Read Glasswrights' Journeyman Online
Authors: Mindy L Klasky
“Please! Let me see it.”
“No, my lord. It was only a drawing that did not work.”
“I can't imagine that. All of your drawings work quite well. Better than anything I could ever try.”
“Please, my lord!” She was upset enough that she put her hands on his, wrestling with him to take away the parchment. “It was just something I started sketching on the day that you arrived. Before Kel spoke to me. Before I realized that I needed to draw the god of the sea.”
“My lady, let me see it!”
His tone was harsher than he intended, and Berylina caught her breath. Her fingers froze into pebbles on the back of the parchment, and then she folded them, one by one, until her hand was a heavy, hopeless fist.
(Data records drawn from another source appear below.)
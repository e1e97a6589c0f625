use tracing_subscriber::{fmt, layer::SubscriberExt, util::SubscriberInitExt, EnvFilter};

use crate::config::{LogFormat, LoggingConfig};

pub fn init_tracing(cfg: &LoggingConfig) {
    let filter = EnvFilter::try_from_default_env().unwrap_or_else(|_| cfg.filter.as_str().into());
    let registry = tracing_subscriber::registry().with(filter);

    match cfg.format {
        LogFormat::Text => registry.with(fmt::layer().with_target(false)).init(),
        LogFormat::Json => registry.with(fmt::layer().json()).init(),
    }
}
use anyhow::{Context, Result};
use figment::{
    providers::{Env, Format, Serialized, Toml},
    Figment,
};
use serde::{Deserialize, Serialize};
use std::{net::SocketAddr, path::PathBuf, time::Duration};
use validator::Validate;

/// Environment variable naming an alternative TOML file.
pub const CONFIG_PATH_ENV: &str = "STRESS_CONFIG";
const DEFAULT_CONFIG_PATH: &str = "config/default.toml";

#[derive(Debug, Clone, Default, Deserialize, Serialize, Validate)]
pub struct Config {
    #[validate(nested)]
    pub server: ServerConfig,
    #[validate(nested)]
    pub stub: StubConfig,
    #[validate(nested)]
    pub batch: BatchConfig,
    pub logging: LoggingConfig,
}

#[derive(Debug, Clone, Deserialize, Serialize, Validate)]
pub struct ServerConfig {
    #[validate(length(min = 1))]
    pub host: String,
    pub port: u16,
}

impl Default for ServerConfig {
    fn default() -> Self {
        Self {
            host: "127.0.0.1".into(),
            port: 8000,
        }
    }
}

impl ServerConfig {
    pub fn socket_addr(&self) -> Result<SocketAddr> {
        format!("{}:{}", self.host, self.port)
            .parse()
            .with_context(|| format!("invalid listen address {}:{}", self.host, self.port))
    }
}

/// Behaviour of the target service stub.
#[derive(Debug, Clone, Deserialize, Serialize, Validate)]
pub struct StubConfig {
    /// Simulated work applied to every accepted request.
    #[validate(range(max = 3_600_000))]
    pub delay_ms: u64,
    /// Write the received counter back as the response body.
    pub echo: bool,
    /// Reject requests without a `counter` field with 400.
    pub require_counter: bool,
}

impl Default for StubConfig {
    fn default() -> Self {
        Self {
            delay_ms: 10_000,
            echo: true,
            require_counter: true,
        }
    }
}

impl StubConfig {
    pub fn delay(&self) -> Duration {
        Duration::from_millis(self.delay_ms)
    }
}

#[derive(Debug, Clone, Copy, PartialEq, Eq, Deserialize, Serialize)]
#[serde(rename_all = "lowercase")]
pub enum RequestMethod {
    Get,
    Post,
}

/// How each request unit obtains its `counter` value.
#[derive(Debug, Clone, Copy, PartialEq, Eq, Deserialize, Serialize)]
#[serde(rename_all = "lowercase")]
pub enum IdentifierStrategy {
    None,
    Sequence,
    Uuid,
}

#[derive(Debug, Clone, Deserialize, Serialize, Validate)]
pub struct BatchConfig {
    #[validate(range(min = 1, max = 1_000_000))]
    pub concurrency: usize,
    pub method: RequestMethod,
    pub identifier: IdentifierStrategy,
    /// Overrides the address derived from the bound stub listener.
    #[serde(default, skip_serializing_if = "Option::is_none")]
    #[validate(url)]
    pub target_url: Option<String>,
}

impl Default for BatchConfig {
    fn default() -> Self {
        Self {
            concurrency: 10_000,
            method: RequestMethod::Post,
            identifier: IdentifierStrategy::Sequence,
            target_url: None,
        }
    }
}

#[derive(Debug, Clone, Copy, PartialEq, Eq, Deserialize, Serialize)]
#[serde(rename_all = "lowercase")]
pub enum LogFormat {
    Text,
    Json,
}

#[derive(Debug, Clone, Deserialize, Serialize)]
pub struct LoggingConfig {
    pub format: LogFormat,
    /// Used when `RUST_LOG` is unset.
    pub filter: String,
}

impl Default for LoggingConfig {
    fn default() -> Self {
        Self {
            format: LogFormat::Text,
            filter: "info,hyper=warn,reqwest=warn,tower_http=info".into(),
        }
    }
}

impl Config {
    /// Defaults, then the TOML file, then `STRESS__*` environment overrides.
    pub fn load() -> Result<Self> {
        let path = std::env::var_os(CONFIG_PATH_ENV)
            .map(PathBuf::from)
            .unwrap_or_else(|| PathBuf::from(DEFAULT_CONFIG_PATH));
        let figment = Self::base()
            .merge(Toml::file(&path))
            .merge(Env::prefixed("STRESS__").split("__"));
        Self::extract(figment)
            .with_context(|| format!("loading configuration from {}", path.display()))
    }

    /// Defaults overlaid with an in-memory TOML document.
    pub fn from_toml_str(toml: &str) -> Result<Self> {
        Self::extract(Self::base().merge(Toml::string(toml)))
    }

    fn base() -> Figment {
        Figment::from(Serialized::defaults(Config::default()))
    }

    fn extract(figment: Figment) -> Result<Self> {
        let cfg: Config = figment.extract()?;
        cfg.validate().context("invalid configuration")?;
        Ok(cfg)
    }
}

#[cfg(test)]
mod tests {
    use super::*;

    #[test]
    fn test_defaults_match_validated_experiment() {
        let cfg = Config::from_toml_str("").unwrap();
        assert_eq!(cfg.batch.concurrency, 10_000);
        assert_eq!(cfg.batch.method, RequestMethod::Post);
        assert_eq!(cfg.batch.identifier, IdentifierStrategy::Sequence);
        assert!(cfg.stub.require_counter);
        assert_eq!(cfg.stub.delay(), Duration::from_secs(10));
        assert_eq!(cfg.server.socket_addr().unwrap(), "127.0.0.1:8000".parse().unwrap());
    }

    #[test]
    fn test_toml_overrides_nested_sections() {
        let cfg = Config::from_toml_str(
            r#"
            [stub]
            delay_ms = 250
            require_counter = false

            [batch]
            concurrency = 1000
            method = "get"
            identifier = "none"
            "#,
        )
        .unwrap();
        assert_eq!(cfg.stub.delay_ms, 250);
        assert!(!cfg.stub.require_counter);
        assert!(cfg.stub.echo);
        assert_eq!(cfg.batch.concurrency, 1000);
        assert_eq!(cfg.batch.method, RequestMethod::Get);
        assert_eq!(cfg.batch.identifier, IdentifierStrategy::None);
    }

    #[test]
    fn test_zero_concurrency_rejected() {
        let err = Config::from_toml_str("[batch]\nconcurrency = 0\n").unwrap_err();
        assert!(format!("{err:#}").contains("concurrency"));
    }

    #[test]
    fn test_bad_target_url_rejected() {
        assert!(Config::from_toml_str("[batch]\ntarget_url = \"not a url\"\n").is_err());
    }

    #[test]
    fn test_unknown_method_rejected() {
        assert!(Config::from_toml_str("[batch]\nmethod = \"patch\"\n").is_err());
    }

    #[test]
    fn test_invalid_host_reported() {
        let server = ServerConfig { host: "not a host".into(), port: 80 };
        assert!(server.socket_addr().is_err());
    }
}
use anyhow::Result;
use stress_harness::{config, lifecycle, signals, telemetry};
use config::Config;
use lifecycle::Harness;
use signals::OsSignals;
use telemetry::init_tracing;
use tracing::{info, warn};

#[tokio::main]
async fn main() -> Result<()> {
    let cfg = Config::load()?;
    init_tracing(&cfg.logging);

    if cfg.server.host == "0.0.0.0" {
        warn!(
            "target service binding to 0.0.0.0 - the deliberately slow endpoint \
            will be reachable from the network"
        );
    }

    info!(
        concurrency = cfg.batch.concurrency,
        delay_ms = cfg.stub.delay_ms,
        require_counter = cfg.stub.require_counter,
        "starting stress harness"
    );

    let report = Harness::new(cfg).run(OsSignals).await?;

    warn!(signal = %report.signal, confirmed = report.record.confirmed(), "shutdown complete");
    Ok(())
}
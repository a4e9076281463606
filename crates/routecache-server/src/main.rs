//! Route cache demo server binary.

use std::path::PathBuf;

use routecache_server::{AppState, Settings, init_metrics, run_server};
use tracing_subscriber::{EnvFilter, layer::SubscriberExt, util::SubscriberInitExt};

#[tokio::main]
async fn main() -> anyhow::Result<()> {
    // Initialize tracing
    tracing_subscriber::registry()
        .with(EnvFilter::try_from_default_env().unwrap_or_else(|_| EnvFilter::new("info")))
        .with(tracing_subscriber::fmt::layer())
        .init();

    let config_path = std::env::var_os("ROUTECACHE_CONFIG").map(PathBuf::from);
    let settings = Settings::load(config_path.as_deref())?;
    let addr = settings.socket_addr()?;

    tracing::info!(
        "Starting route cache server v{}",
        env!("CARGO_PKG_VERSION")
    );
    tracing::info!(
        delimiter = %settings.routes.delimiter,
        param_prefix = %settings.routes.param_prefix,
        glob = %settings.routes.glob,
        max_capacity = settings.cache.max_capacity,
        "Settings loaded"
    );

    let prometheus = init_metrics()?;
    let cache = settings.cache_builder().build()?;
    let state = AppState::new(cache);

    run_server(addr, state, prometheus).await?;

    Ok(())
}
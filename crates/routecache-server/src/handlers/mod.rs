//! HTTP handlers.

pub mod cache;
pub mod health;
pub mod metrics;
pub mod records;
Hal regretted frightening her; he regretted making her cringe from him. Now, though, he had to see what was on the parchment; he had to see the drawing that she would fight to keep from him, when she had shared the others so generously. He moved his hand to cover hers, but she withdrew before he could actually touch her. In fact, she backed away from the table entirely, edging back to hover beside her silent, disapproving nurses. She crossed her arms over her chest, tucking in her hands as if they had become unclean.
Hal took a deep breath and turned over the drawing.
At first, he could not decipher what he saw. An angry hand had slashed red chalk across the parchment, leaving behind rusty streaks that looked like flaking blood. Beneath the red, though, beneath the efforts to deface the work, Hal could make out unsteady charcoal lines.
The ruined drawing had not been made by the same strong hand that had limned the gods. Rather, these marks were tentative, hesitant, barely visible beneath the chalk. Hal turned the parchment a bit to catch the light, and he made out a tangle of hash marks that might have been antlers. He turned the drawing more, and he could see an animal's body, a distorted flank that might belong to a deer.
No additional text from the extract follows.